Partly this is about the interaction offered by individual retailers: the pleasure of being attended to by friendly, knowledgeable staff in an attractive and welcoming environment; the chance to enjoy shopping as an involved activity rather than a lonely transaction. The retailers that will thrive in the future are those that offer this level of experience with consistency and ease.
Shops can benefit from using their space and expertise in other ways, too — something at which our occupiers have become increasingly adept. Take our food shops, for example: Rococo hosts chocolate tastings and pairings; La Fromagerie lays on workshops and special dinners; Sourced Market offers a packed schedule of takeovers, discussions and masterclasses; The Ginger Pig offers butchery classes. Not only do these activities bring people through the door and put money in the till, but hopefully have longer term benefits as customers become more knowledgeable and engaged.
The digital space should also be exploited, rather than feared. Matches, a fashion retailer whose Marylebone store is one of only four in its portfolio but whose online profile is vast, uses its high street presence as a physical manifestation of its digital brand. Others have become masterful at engaging with customers through social media. Both Content Beauty and stationer Caroline Gardner, despite their Marylebone boutiques being their only outlets, have followers that number in the tens of thousands, and they use that reach with real skill.
As the steward for the area, the Estate needs to attract and support retailers who can flourish in this shifting retail environment, but there are also other things that we can do to help. For a start, we can ensure that our shopping streets are attractive and distinctive. On Moxon Street, we have built a little foodie enclave; on Marylebone Lane, we have funded the widening of pavements and the creation of a shared surface that prioritises pedestrians, creating a lovely continental feel that benefits a run of small, independent shops. We use pop-ups to keep things fresh while allowing small retailers to dip a toe in the water — Koibird, a highly distinctive womenswear boutique, has recently found a permanent home here after a successful pop-up.

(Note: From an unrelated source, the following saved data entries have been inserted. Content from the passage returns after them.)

//! 周期边界 (wrap) 的可分离高斯滤波.

use crate::consts::GAUSSIAN_TRUNCATE;
use ndarray::{Array2, ArrayView1, ArrayView2, ArrayViewMut1, Axis, Zip};

/// 构建一维高斯核, 半径为 `round(GAUSSIAN_TRUNCATE * sigma)`, 权重之和为 1.
pub(crate) fn gaussian_kernel_1d(sigma: f64) -> Vec<f64> {
    let radius = (GAUSSIAN_TRUNCATE * sigma + 0.5) as isize;
    let denom = 2.0 * sigma * sigma;
    let mut kernel: Vec<f64> = (-radius..=radius)
        .map(|x| (-((x * x) as f64) / denom).exp())
        .collect();
    let sum: f64 = kernel.iter().sum();
    kernel.iter_mut().for_each(|w| *w /= sum);
    kernel
}

/// 对一条一维 lane 做周期边界的相关运算.
///
/// 核的半径可以超过 lane 长度, 此时索引会绕回多圈.
fn correlate_lane_wrap(src: ArrayView1<f64>, kernel: &[f64], mut dst: ArrayViewMut1<f64>) {
    let n = src.len() as isize;
    let radius = (kernel.len() / 2) as isize;
    for (i, out) in dst.iter_mut().enumerate() {
        let mut acc = 0.0;
        for (k, &w) in kernel.iter().enumerate() {
            let idx = (i as isize + k as isize - radius).rem_euclid(n);
            acc += w * src[idx as usize];
        }
        *out = acc;
    }
}

/// 沿 `axis` 方向对每条 lane 做一维滤波.
fn filter_axis(image: ArrayView2<f64>, kernel: &[f64], axis: Axis) -> Array2<f64> {
    let mut out = Array2::zeros(image.raw_dim());
    let zip = Zip::from(image.lanes(axis)).and(out.lanes_mut(axis));

    cfg_if::cfg_if! {
        if #[cfg(feature = "rayon")] {
            zip.par_for_each(|src, dst| correlate_lane_wrap(src, kernel, dst));
        } else {
            zip.for_each(|src, dst| correlate_lane_wrap(src, kernel, dst));
        }
    }
    out
}

/// 对二维图像做标准差为 `sigma` (单位: 像素) 的高斯平滑, 边界按周期延拓处理.
///
/// 由调用者保证 `sigma` 为正有限值且图像非空.
pub(crate) fn gaussian_filter_wrap(image: ArrayView2<f64>, sigma: f64) -> Array2<f64> {
    let kernel = gaussian_kernel_1d(sigma);
    let rows_done = filter_axis(image, &kernel, Axis(1));
    filter_axis(rows_done.view(), &kernel, Axis(0))
}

We work hard to promote a collective spirit within Marylebone Village and, through our Marylebone Village web presence and Marylebone Journal magazine, to share its charms with the wider world. The Marylebone Summer Festival and Marylebone Christmas Lights – the Estate’s two major annual events – couldn’t work without the committed involvement of our retailers. This year, we have partnered with The Portman Estate, our neighbours to the west, to launch the Marylebone Food Festival and participate in the London Design Festival — events that did much to show off Marylebone Village, foster relationships between retailers and provide visitors with some memorable experiences.
While many of the country’s shopping streets are blighted by empty units and downbeat expectations, ours are still thriving. The world is changing fast, but our shops, salons, galleries, restaurants and bars still hum with people—and we’ll do everything we can to ensure they stay that way.